Trump likes to hold "press conferences" where no reporters can ask questions and "town halls" where nobody can ask questions so his handlers can whine, "Why doesn't Kamala ever answer questions?  What's her plan for a cease-fire in Gaza?  Why hasn't she fixed everything yet?"  Sparta, Michigan, was the lucky winner and the interlocutor was Sarah Sanders, imported from Arkansas.  Trump's ex-press agent, a prime example of the Peter Principle, opened with the tired complaint that poor, barren Kamala Harris has no children to keep her "humble" like Governor Lectern.  Still focused on the environment, Trump then explained why it's not a real worry:  "Nuclear power.  And when I hear these people talking about global warming, that's the global warming that you have to worry about, not that the ocean's gonna rise in four hundred years an eighth of an inch and you'll have more seafront property, right, if that happens."  The people of Michigan were so dazzled by the thought of seafront property, they may not have noticed when he promised energy independence because of "Bagram in Alaska."  ("Might be bigger than all of Saudi Arabia.")  

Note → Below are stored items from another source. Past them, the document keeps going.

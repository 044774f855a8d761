//! Pet Shop dApp WASM frontend.
//!
//! Binds the adoption controller to the page and to the wallet the browser
//! injected as `window.ethereum`.

pub mod dom;
pub mod events;
pub mod provider;
pub mod state;
pub mod view;

use ps_dapp_core::{AdoptionController, render_catalog, report_missing_provider};
use std::rc::Rc;
use tracing::{info, warn};
use wasm_bindgen::prelude::*;

/// WASM entry point – called automatically when the module is instantiated.
#[wasm_bindgen(start)]
pub fn start() -> Result<(), JsValue> {
    // Improve panic messages in the browser console
    console_error_panic_hook::set_once();
    tracing_wasm::set_as_global_default();

    init()
}

/// Renders the catalog, then either wires the wallet or explains that one
/// is needed.
fn init() -> Result<(), JsValue> {
    let els = dom::Elements::bind()?;
    let view = view::PageView::new(els.clone());
    let config = state::load_config();

    let Some(provider) = provider::InjectedProvider::detect() else {
        warn!("no injected wallet found");
        render_catalog(&view);
        report_missing_provider(&view);
        return Ok(());
    };

    let controller = Rc::new(AdoptionController::new(provider.clone(), view, config));
    controller.render_catalog();
    state::set_controller(controller);

    events::bind_events(&els)?;
    events::bind_provider_events(&provider)?;
    info!("pet shop ready");
    Ok(())
}
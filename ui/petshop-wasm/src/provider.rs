//! `window.ethereum` as an [`Eip1193Provider`].

use async_trait::async_trait;
use gloo_timers::future::TimeoutFuture;
use gloo_utils::window;
use js_sys::{Function, Object, Promise, Reflect};
use ps_chain_client::{Eip1193Provider, ProviderError};
use serde::Serialize;
use serde_json::Value;
use tracing::debug;
use wasm_bindgen::prelude::*;
use wasm_bindgen_futures::JsFuture;

/// Handle on the wallet the browser extension injected into the page.
#[derive(Clone)]
pub struct InjectedProvider {
    ethereum: JsValue,
}

impl InjectedProvider {
    /// `None` when no wallet extension is installed.
    pub fn detect() -> Option<Self> {
        let ethereum = Reflect::get(&window(), &JsValue::from_str("ethereum")).ok()?;
        if ethereum.is_undefined() || ethereum.is_null() {
            return None;
        }
        Some(Self { ethereum })
    }

    fn method(&self, name: &str) -> Result<Function, JsValue> {
        Reflect::get(&self.ethereum, &JsValue::from_str(name))?.dyn_into::<Function>()
    }

    async fn request_js(&self, method: &str, params: JsValue) -> Result<JsValue, JsValue> {
        let args = Object::new();
        Reflect::set(&args, &JsValue::from_str("method"), &JsValue::from_str(method))?;
        Reflect::set(&args, &JsValue::from_str("params"), &params)?;
        let promise = self
            .method("request")?
            .call1(&self.ethereum, &args)?
            .dyn_into::<Promise>()?;
        JsFuture::from(promise).await
    }

    /// Subscribes `callback` to a provider event such as `chainChanged`.
    /// The listener lives for the rest of the page.
    pub fn on(&self, event: &str, callback: Closure<dyn FnMut(JsValue)>) -> Result<(), JsValue> {
        self.method("on")?.call2(
            &self.ethereum,
            &JsValue::from_str(event),
            callback.as_ref().unchecked_ref(),
        )?;
        callback.forget();
        Ok(())
    }
}

/// Wallet errors arrive as `{ code, message }` objects, occasionally as bare
/// strings.
fn provider_error(err: JsValue) -> ProviderError {
    let code = Reflect::get(&err, &JsValue::from_str("code"))
        .ok()
        .and_then(|code| code.as_f64())
        .map(|code| code as i64);
    let message = Reflect::get(&err, &JsValue::from_str("message"))
        .ok()
        .and_then(|message| message.as_string())
        .or_else(|| err.as_string())
        .unwrap_or_else(|| format!("{err:?}"));
    ProviderError::rpc(code, message)
}

fn invalid(method: &str, reason: impl ToString) -> ProviderError {
    ProviderError::InvalidResponse {
        method: method.to_owned(),
        reason: reason.to_string(),
    }
}

#[async_trait(?Send)]
impl Eip1193Provider for InjectedProvider {
    async fn request(&self, method: &str, params: Value) -> Result<Value, ProviderError> {
        let params = params
            .serialize(&serde_wasm_bindgen::Serializer::json_compatible())
            .map_err(|err| invalid(method, err))?;
        let reply = self.request_js(method, params).await.map_err(provider_error)?;
        if reply.is_undefined() || reply.is_null() {
            return Ok(Value::Null);
        }
        let reply: Value =
            serde_wasm_bindgen::from_value(reply).map_err(|err| invalid(method, err))?;
        debug!(method, %reply, "wallet reply");
        Ok(reply)
    }

    async fn wait(&self, millis: u32) {
        TimeoutFuture::new(millis).await;
    }
}
use alloy_primitives::Address;
use ps_api_types::{Pet, PetId};
use std::rc::Rc;

pub const ADOPT_LABEL: &str = "Adopt Today!";
pub const PROCESSING_LABEL: &str = "Processing...";
pub const ADOPTED_LABEL: &str = "Permanently Adopted";
pub const JUST_ADOPTED_LABEL: &str = "Adopted Successfully! 🎉";
pub const CONNECT_LABEL: &str = "Connect Wallet";
pub const CONNECTED_LABEL: &str = "Wallet Connected";

/// The page surface the controller drives.
///
/// Implementations only render; they never call back into the controller.
pub trait AdoptionView {
    fn clear_catalog(&self);
    fn append_card(&self, id: PetId, pet: &Pet);

    /// `None` clears the account line.
    fn show_account(&self, text: Option<&str>);
    fn set_connect_button(&self, label: &str, enabled: bool);

    fn set_adopt_button(&self, id: PetId, label: &str, enabled: bool);
    /// Shows who claimed the pet, or clears the line for `None`.
    fn set_adopter_info(&self, id: PetId, adopter: Option<Address>);

    fn alert(&self, message: &str);
    fn confirm(&self, message: &str) -> bool;
}

impl<V: AdoptionView + ?Sized> AdoptionView for Rc<V> {
    fn clear_catalog(&self) {
        (**self).clear_catalog()
    }

    fn append_card(&self, id: PetId, pet: &Pet) {
        (**self).append_card(id, pet)
    }

    fn show_account(&self, text: Option<&str>) {
        (**self).show_account(text)
    }

    fn set_connect_button(&self, label: &str, enabled: bool) {
        (**self).set_connect_button(label, enabled)
    }

    fn set_adopt_button(&self, id: PetId, label: &str, enabled: bool) {
        (**self).set_adopt_button(id, label, enabled)
    }

    fn set_adopter_info(&self, id: PetId, adopter: Option<Address>) {
        (**self).set_adopter_info(id, adopter)
    }

    fn alert(&self, message: &str) {
        (**self).alert(message)
    }

    fn confirm(&self, message: &str) -> bool {
        (**self).confirm(message)
    }
}
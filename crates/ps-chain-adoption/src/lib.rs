use alloy_primitives::{Address, B256, Bytes, U64, U256, address};
use alloy_sol_types::{SolCall, sol};
use ps_api_types::{
    AddEthereumChainParameter, CallRequest, ChainId, NativeCurrency, PET_COUNT, PetId,
    SwitchEthereumChainParameter, TransactionReceipt, TransactionRequest,
};
use ps_chain_client::{self as client, Eip1193Provider, ProviderError};
use serde::{Deserialize, Serialize};
use thiserror::Error;
use tracing::{debug, info, warn};

sol! {
    interface IAdoption {
        function adopt(uint256 petId) external returns (uint256);
        function adopters(uint256 index) external view returns (address);
        function getAdopters() external view returns (address[16]);
    }
}

pub const SEPOLIA_CHAIN_ID: ChainId = ChainId(11_155_111);
pub const SEPOLIA_NETWORK_NAME: &str = "Sepolia Testnet";

/// Adoption contract deployed on Sepolia.
pub const DEFAULT_ADOPTION_ADDRESS: Address =
    address!("0xfcC2dBA3D7663F40d75Ca119dbE79f94B064BBFd");

pub const DEFAULT_GAS_LIMIT: u64 = 300_000;

/// Network the dApp requires, plus what the wallet needs to add it.
#[derive(Debug, Clone, Serialize, Deserialize, PartialEq, Eq)]
#[serde(default)]
pub struct NetworkConfig {
    pub chain_id: ChainId,
    pub chain_name: String,
    pub native_currency: NativeCurrency,
    pub rpc_urls: Vec<String>,
    pub block_explorer_urls: Vec<String>,
}

impl Default for NetworkConfig {
    fn default() -> Self {
        Self::sepolia()
    }
}

impl NetworkConfig {
    pub fn sepolia() -> Self {
        Self {
            chain_id: SEPOLIA_CHAIN_ID,
            chain_name: SEPOLIA_NETWORK_NAME.to_owned(),
            native_currency: NativeCurrency {
                name: "Sepolia ETH".to_owned(),
                symbol: "ETH".to_owned(),
                decimals: 18,
            },
            rpc_urls: vec!["https://sepolia.infura.io/v3/".to_owned()],
            block_explorer_urls: vec!["https://sepolia.etherscan.io".to_owned()],
        }
    }

    pub fn switch_parameter(&self) -> SwitchEthereumChainParameter {
        SwitchEthereumChainParameter {
            chain_id: self.chain_id,
        }
    }

    pub fn add_parameter(&self) -> AddEthereumChainParameter {
        AddEthereumChainParameter {
            chain_id: self.chain_id,
            chain_name: self.chain_name.clone(),
            native_currency: self.native_currency.clone(),
            rpc_urls: self.rpc_urls.clone(),
            block_explorer_urls: self.block_explorer_urls.clone(),
        }
    }
}

#[derive(Debug, Clone, Copy, PartialEq, Eq)]
pub struct ReceiptPolling {
    pub interval_ms: u32,
    pub attempts: u32,
}

impl Default for ReceiptPolling {
    fn default() -> Self {
        Self {
            interval_ms: 1_500,
            attempts: 120,
        }
    }
}

#[derive(Debug, Error)]
pub enum ContractError {
    #[error(transparent)]
    Provider(#[from] ProviderError),

    #[error("failed to decode contract response: {0}")]
    Decode(#[from] alloy_sol_types::Error),

    #[error("transaction {0} reverted")]
    Reverted(B256),

    #[error("no receipt for transaction {tx_hash} after {attempts} polls")]
    ReceiptTimeout { tx_hash: B256, attempts: u32 },
}

impl ContractError {
    pub fn provider_error(&self) -> Option<&ProviderError> {
        match self {
            Self::Provider(err) => Some(err),
            _ => None,
        }
    }
}

/// Typed handle on the deployed Adoption contract, routed through the
/// user's wallet.
pub struct AdoptionContract<P> {
    provider: P,
    address: Address,
    polling: ReceiptPolling,
}

impl<P> AdoptionContract<P>
where
    P: Eip1193Provider,
{
    pub fn new(provider: P, address: Address, polling: ReceiptPolling) -> Self {
        Self {
            provider,
            address,
            polling,
        }
    }

    pub fn address(&self) -> Address {
        self.address
    }

    async fn read<C: SolCall>(&self, call: &C) -> Result<C::Return, ContractError> {
        let req = CallRequest {
            to: self.address,
            data: Bytes::from(call.abi_encode()),
        };
        let output = client::call(&self.provider, &req).await?;
        Ok(C::abi_decode_returns(&output)?)
    }

    /// Batch read of all adoption slots.
    pub async fn get_adopters(&self) -> Result<[Address; PET_COUNT], ContractError> {
        self.read(&IAdoption::getAdoptersCall {}).await
    }

    /// Single-slot read, used when the batch getter is missing or failing.
    pub async fn adopters(&self, pet: PetId) -> Result<Address, ContractError> {
        self.read(&IAdoption::adoptersCall {
            index: U256::from(pet.index()),
        })
        .await
    }

    /// Submits `adopt(pet)` from `from` and waits until it is mined.
    pub async fn adopt(
        &self,
        pet: PetId,
        from: Address,
        gas_limit: u64,
    ) -> Result<TransactionReceipt, ContractError> {
        let call = IAdoption::adoptCall {
            petId: U256::from(pet.index()),
        };
        let req = TransactionRequest {
            from,
            to: self.address,
            data: Bytes::from(call.abi_encode()),
            gas: U64::from(gas_limit),
        };
        let tx_hash = client::send_transaction(&self.provider, &req).await?;
        info!(%tx_hash, pet = pet.index(), "adoption transaction submitted");

        let receipt = self.wait_for_receipt(tx_hash).await?;
        if !receipt.succeeded() {
            warn!(%tx_hash, "adoption transaction reverted");
            return Err(ContractError::Reverted(tx_hash));
        }
        Ok(receipt)
    }

    async fn wait_for_receipt(&self, tx_hash: B256) -> Result<TransactionReceipt, ContractError> {
        for attempt in 0..self.polling.attempts {
            if let Some(receipt) = client::transaction_receipt(&self.provider, tx_hash).await? {
                return Ok(receipt);
            }
            debug!(%tx_hash, attempt, "receipt pending");
            self.provider.wait(self.polling.interval_ms).await;
        }
        Err(ContractError::ReceiptTimeout {
            tx_hash,
            attempts: self.polling.attempts,
        })
    }
}
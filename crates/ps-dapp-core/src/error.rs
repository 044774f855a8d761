use ps_api_types::{InvalidPetId, PetId};
use ps_chain_adoption::ContractError;
use ps_chain_client::ProviderError;
use thiserror::Error;

#[derive(Debug, Error)]
pub enum ConnectError {
    #[error("user declined the account request")]
    Cancelled,

    #[error("wallet returned no accounts")]
    NoAccounts,

    #[error("user declined the network switch")]
    SwitchDeclined,

    #[error("network switch failed: {0}")]
    SwitchFailed(#[source] ProviderError),

    #[error(transparent)]
    Provider(#[from] ProviderError),
}

impl ConnectError {
    pub fn user_message(&self, network_name: &str) -> String {
        match self {
            Self::Cancelled => "Wallet connection request was cancelled.".to_owned(),
            Self::SwitchDeclined => {
                format!("Cannot proceed without connecting to the {network_name}.")
            }
            Self::SwitchFailed(_) => {
                format!("Please manually switch to {network_name} in your wallet.")
            }
            Self::NoAccounts => "No accounts returned.".to_owned(),
            Self::Provider(_) => {
                "Failed to connect the wallet. Check the console for details.".to_owned()
            }
        }
    }
}

const INSUFFICIENT_FUNDS_MESSAGE: &str =
    "Transaction failed. Insufficient ETH (gas) in your wallet. Please acquire test ETH.";

/// How a failed adoption transaction is reported to the user.
#[derive(Debug, Clone, Copy, PartialEq, Eq)]
pub enum FailureCategory {
    UserDeclined,
    InsufficientFunds,
    Unknown,
}

#[derive(Debug, Error)]
pub enum AdoptError {
    #[error(transparent)]
    InvalidPet(#[from] InvalidPetId),

    #[error("no wallet session")]
    NotConnected,

    #[error("pet {0} is already adopted")]
    AlreadyAdopted(PetId),

    #[error("adoption of pet {0} is still pending")]
    InProgress(PetId),

    #[error("adoption transaction failed: {0}")]
    Transaction(#[from] ContractError),
}

impl AdoptError {
    /// Only transaction failures are categorized; guard failures return `None`.
    pub fn category(&self) -> Option<FailureCategory> {
        let Self::Transaction(err) = self else {
            return None;
        };
        if err.provider_error().is_some_and(ProviderError::is_user_rejection) {
            return Some(FailureCategory::UserDeclined);
        }
        let detail = err
            .provider_error()
            .map_or_else(|| err.to_string(), ProviderError::message);
        if detail.to_lowercase().contains("insufficient funds") {
            Some(FailureCategory::InsufficientFunds)
        } else {
            Some(FailureCategory::Unknown)
        }
    }

    pub fn user_message(&self) -> String {
        match self {
            Self::InvalidPet(_) => "Unknown pet selected.".to_owned(),
            Self::NotConnected => {
                "Action Required: Please connect your Ethereum wallet before adopting!".to_owned()
            }
            Self::AlreadyAdopted(_) => "This pet has already been adopted.".to_owned(),
            Self::InProgress(_) => "This adoption is already being processed.".to_owned(),
            Self::Transaction(_) => match self.category() {
                Some(FailureCategory::UserDeclined) => {
                    "Adoption request was cancelled by the user.".to_owned()
                }
                Some(FailureCategory::InsufficientFunds) => INSUFFICIENT_FUNDS_MESSAGE.to_owned(),
                _ => "Transaction failed. An unknown error occurred. Please review the console."
                    .to_owned(),
            },
        }
    }
}

#[cfg(test)]
mod tests {
    use super::*;
    use alloy_primitives::B256;

    fn rpc_failure(code: Option<i64>, message: &str) -> AdoptError {
        AdoptError::Transaction(ContractError::Provider(ProviderError::rpc(code, message)))
    }

    #[test]
    fn categorizes_transaction_failures() {
        assert_eq!(
            rpc_failure(Some(4001), "rejected").category(),
            Some(FailureCategory::UserDeclined)
        );
        let signature_denied = "MetaMask Tx Signature: User denied transaction signature.";
        assert_eq!(
            rpc_failure(None, signature_denied).category(),
            Some(FailureCategory::UserDeclined)
        );
        assert_eq!(
            rpc_failure(None, "user denied transaction").category(),
            Some(FailureCategory::UserDeclined)
        );
        assert_eq!(
            rpc_failure(Some(-32000), "insufficient funds for gas * price + value").category(),
            Some(FailureCategory::InsufficientFunds)
        );
        assert_eq!(
            rpc_failure(Some(-32000), "Insufficient funds for gas").category(),
            Some(FailureCategory::InsufficientFunds)
        );
        assert_eq!(
            rpc_failure(None, "INSUFFICIENT FUNDS").category(),
            Some(FailureCategory::InsufficientFunds)
        );
        assert_eq!(
            AdoptError::Transaction(ContractError::Reverted(B256::ZERO)).category(),
            Some(FailureCategory::Unknown)
        );
        assert_eq!(AdoptError::NotConnected.category(), None);
    }

    #[test]
    fn each_category_has_a_distinct_message() {
        let declined = rpc_failure(Some(4001), "rejected").user_message();
        let funds = rpc_failure(None, "insufficient funds").user_message();
        let unknown = rpc_failure(Some(-32603), "internal error").user_message();
        assert_eq!(declined, "Adoption request was cancelled by the user.");
        assert!(funds.contains("Insufficient ETH"));
        assert!(unknown.contains("unknown error"));
    }

    #[test]
    fn connect_messages_name_the_network() {
        let msg = ConnectError::SwitchDeclined.user_message("Sepolia Testnet");
        assert_eq!(msg, "Cannot proceed without connecting to the Sepolia Testnet.");
        let msg = ConnectError::SwitchFailed(ProviderError::rpc(Some(4001), "no"))
            .user_message("Sepolia Testnet");
        assert_eq!(msg, "Please manually switch to Sepolia Testnet in your wallet.");
    }

    #[test]
    fn missing_accounts_have_their_own_message() {
        assert_eq!(
            ConnectError::NoAccounts.user_message("Sepolia Testnet"),
            "No accounts returned."
        );
        assert_ne!(
            ConnectError::NoAccounts.user_message("Sepolia Testnet"),
            ConnectError::Provider(ProviderError::Unavailable).user_message("Sepolia Testnet")
        );
    }
}
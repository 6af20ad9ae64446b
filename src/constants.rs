//! Script, sighash and sizing constants

/// Maximum money supply: 21,000,000 BTC in satoshis
pub const MAX_MONEY: i64 = 21_000_000 * 100_000_000;

/// Maximum size of a single pushed script element
pub const MAX_SCRIPT_ELEMENT_SIZE: usize = 520;

/// Final sequence number (no relative lock time, no RBF)
pub const SEQUENCE_FINAL: u32 = 0xffff_ffff;

/// Default dust threshold in satoshis
pub const DEFAULT_DUST_THRESHOLD: i64 = 546;

// Opcodes
pub const OP_0: u8 = 0x00;
pub const OP_PUSHDATA1: u8 = 0x4c;
pub const OP_PUSHDATA2: u8 = 0x4d;
pub const OP_PUSHDATA4: u8 = 0x4e;
pub const OP_1: u8 = 0x51;
pub const OP_16: u8 = 0x60;
pub const OP_IF: u8 = 0x63;
pub const OP_ENDIF: u8 = 0x68;
pub const OP_RETURN: u8 = 0x6a;
pub const OP_DUP: u8 = 0x76;
pub const OP_EQUAL: u8 = 0x87;
pub const OP_EQUALVERIFY: u8 = 0x88;
pub const OP_HASH160: u8 = 0xa9;
pub const OP_CHECKSIG: u8 = 0xac;
pub const OP_CHECKMULTISIG: u8 = 0xae;

// Sighash flags
pub const SIGHASH_DEFAULT: u32 = 0x00;
pub const SIGHASH_ALL: u32 = 0x01;
pub const SIGHASH_NONE: u32 = 0x02;
pub const SIGHASH_SINGLE: u32 = 0x03;
pub const SIGHASH_FORK: u32 = 0x40;
pub const SIGHASH_ANYONECANPAY: u32 = 0x80;

/// Mask selecting the base type (ALL/NONE/SINGLE) out of a hash type
pub const SIGHASH_BASE_MASK: u32 = 0x1f;

/// Segwit marker and flag bytes written after the version
pub const SEGWIT_MARKER: u8 = 0x00;
pub const SEGWIT_FLAG: u8 = 0x01;

/// Weight units per virtual byte
pub const WITNESS_SCALE_FACTOR: u64 = 4;

/// Placeholder ECDSA signature item length used for size estimation (DER + hash type byte)
pub const ESTIMATED_ECDSA_SIGNATURE_LEN: usize = 72;

/// Placeholder Schnorr signature item length (without hash type byte)
pub const SCHNORR_SIGNATURE_LEN: usize = 64;

/// Compressed public key length
pub const COMPRESSED_PUBKEY_LEN: usize = 33;

/// Uncompressed public key length
pub const UNCOMPRESSED_PUBKEY_LEN: usize = 65;

/// Tapscript leaf version
pub const TAPROOT_LEAF_TAPSCRIPT: u8 = 0xc0;

/// Ordinals envelope protocol tag
pub const INSCRIPTION_PROTOCOL_ID: &[u8] = b"ord";

/// MIME type of BRC20 payloads
pub const BRC20_MIME_TYPE: &[u8] = b"text/plain;charset=utf-8";
//! Hashing and signing primitives
//!
//! Thin layer over `sha2`, `ripemd`, `bitcoin_hashes` and `secp256k1`. The rest
//! of the crate only talks to curves and hash functions through here.

use crate::error::{Result, SigningError};
use crate::types::{ByteString, Hash};
use bitcoin_hashes::{sha256d, Hash as BitcoinHash, HashEngine};
use ripemd::Ripemd160;
use secp256k1::{All, Keypair, Message, PublicKey, Secp256k1, SecretKey, XOnlyPublicKey};
use sha2::{Digest, Sha256};

/// SHA256(x)
pub fn sha256(data: &[u8]) -> Hash {
    let result = Sha256::digest(data);
    let mut hash = [0u8; 32];
    hash.copy_from_slice(&result);
    hash
}

/// SHA256(SHA256(x))
pub fn double_sha256(data: &[u8]) -> Hash {
    let mut hasher = sha256d::Hash::engine();
    hasher.input(data);
    let result = sha256d::Hash::from_engine(hasher);
    let mut hash = [0u8; 32];
    hash.copy_from_slice(&result);
    hash
}

/// RIPEMD160(x)
pub fn ripemd160(data: &[u8]) -> [u8; 20] {
    let result = Ripemd160::digest(data);
    let mut hash = [0u8; 20];
    hash.copy_from_slice(&result);
    hash
}

/// RIPEMD160(SHA256(x))
pub fn hash160(data: &[u8]) -> [u8; 20] {
    ripemd160(&Sha256::digest(data))
}

/// BIP340 tagged hash: SHA256(SHA256(tag) || SHA256(tag) || x)
pub fn tagged_hash(tag: &str, data: &[u8]) -> Hash {
    let tag_hash = Sha256::digest(tag.as_bytes());
    let mut hasher = Sha256::new();
    hasher.update(tag_hash);
    hasher.update(tag_hash);
    hasher.update(data);
    let mut hash = [0u8; 32];
    hash.copy_from_slice(&hasher.finalize());
    hash
}

/// A private key with its derived public forms.
#[derive(Debug, Clone)]
pub struct SigningKey {
    pub secret: SecretKey,
    pub public: PublicKey,
}

impl SigningKey {
    pub fn compressed(&self) -> [u8; 33] {
        self.public.serialize()
    }

    pub fn uncompressed(&self) -> [u8; 65] {
        self.public.serialize_uncompressed()
    }

    pub fn x_only(&self) -> XOnlyPublicKey {
        self.public.x_only_public_key().0
    }

    pub fn pubkey_hash(&self) -> [u8; 20] {
        hash160(&self.compressed())
    }
}

/// Unordered pool of signing keys, matched to scripts on demand.
pub struct KeyStore {
    secp: Secp256k1<All>,
    keys: Vec<SigningKey>,
}

impl KeyStore {
    pub fn new(private_keys: &[ByteString]) -> Result<Self> {
        let secp = Secp256k1::new();
        let mut keys = Vec::with_capacity(private_keys.len());
        for (i, bytes) in private_keys.iter().enumerate() {
            let secret = SecretKey::from_slice(bytes)
                .map_err(|e| SigningError::Signing(format!("private key {}: {}", i, e)))?;
            let public = PublicKey::from_secret_key(&secp, &secret);
            keys.push(SigningKey { secret, public });
        }
        Ok(Self { secp, keys })
    }

    pub fn context(&self) -> &Secp256k1<All> {
        &self.secp
    }

    pub fn keys(&self) -> &[SigningKey] {
        &self.keys
    }

    /// Find the key whose compressed or uncompressed pubkey hashes to `hash`.
    /// Returns the key and the serialized pubkey that matched.
    pub fn find_by_pubkey_hash(&self, hash: &[u8; 20]) -> Option<(&SigningKey, ByteString)> {
        self.keys.iter().find_map(|key| {
            let compressed = key.compressed();
            if &hash160(&compressed) == hash {
                return Some((key, compressed.to_vec()));
            }
            let uncompressed = key.uncompressed();
            if &hash160(&uncompressed) == hash {
                return Some((key, uncompressed.to_vec()));
            }
            None
        })
    }

    /// Find the key matching a serialized (33 or 65 byte) public key.
    pub fn find_by_pubkey(&self, pubkey: &[u8]) -> Option<&SigningKey> {
        self.keys.iter().find(|key| {
            key.compressed().as_slice() == pubkey || key.uncompressed().as_slice() == pubkey
        })
    }

    pub fn find_by_x_only(&self, x_only: &[u8; 32]) -> Option<&SigningKey> {
        self.keys
            .iter()
            .find(|key| &key.x_only().serialize() == x_only)
    }

    /// ECDSA (RFC6979 nonce, low-S) signature over a digest, DER encoded.
    pub fn sign_ecdsa(&self, key: &SigningKey, digest: &Hash) -> ByteString {
        let msg = Message::from_digest(*digest);
        let sig = self.secp.sign_ecdsa(&msg, &key.secret);
        sig.serialize_der().to_vec()
    }

    /// BIP340 Schnorr signature with the given keypair (already tweaked when needed).
    pub fn sign_schnorr(&self, keypair: &Keypair, digest: &Hash) -> ByteString {
        let msg = Message::from_digest(*digest);
        let sig = self.secp.sign_schnorr_no_aux_rand(&msg, keypair);
        sig.as_ref().to_vec()
    }

    pub fn keypair(&self, key: &SigningKey) -> Keypair {
        Keypair::from_secret_key(&self.secp, &key.secret)
    }
}

/// Derive the compressed public key of a 32-byte secret.
pub fn public_key_from_secret(secret: &[u8]) -> Result<[u8; 33]> {
    let secp = Secp256k1::signing_only();
    let secret = SecretKey::from_slice(secret)
        .map_err(|e| SigningError::Signing(format!("private key: {}", e)))?;
    Ok(PublicKey::from_secret_key(&secp, &secret).serialize())
}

Trump has found that he can fundraise off every threat, so a Xwitter post amplified by the reliably xenophobic Daily Mail claimed "explosives" were removed from the vicinity of his rally tonight at the Nassau Coliseum.  Nassau County police have dismissed the rumor, which may have originated when someone saw a K-9 dog being trained in a nearby park.  So the festivities will go on as usual and Trump can whine that the Federal Reserve cutting the prime rate by half a point is part of a plot by "Comrade Kamala" and "Crooked Joe Biden" to steal his re-election.  (Chairman Powell is a Republican appointed by Trump, so expect to hear him called names, too.)

Step aside, son, I say step aside, and let the master show you how racism is done.  At a hearing putatively about hate crimes and antisemitism, John N. Kennedy started his questioning of Maya Berry, executive director of the Muslim American Institute, by demanding to know if she supports Hamas.  When she gave a measured but negative response, not the "yes or no" he demanded, he then accused her of supporting Hezbollah.  Then he wanted to know what she thought of "Iran and their hatred of Jews."  But she kept treating him like a sentient adult instead of a Trumpanzee (that Oxford degree fools a lot of people), so he concluded with a suggestion the Senate has probably not heard before:  "You should hide your head in a bag."  You first, Senator Claghorn.

Billie Eilish has endorsed Kamala Harris.  I can't wait to see if Trump calls "him" stupid.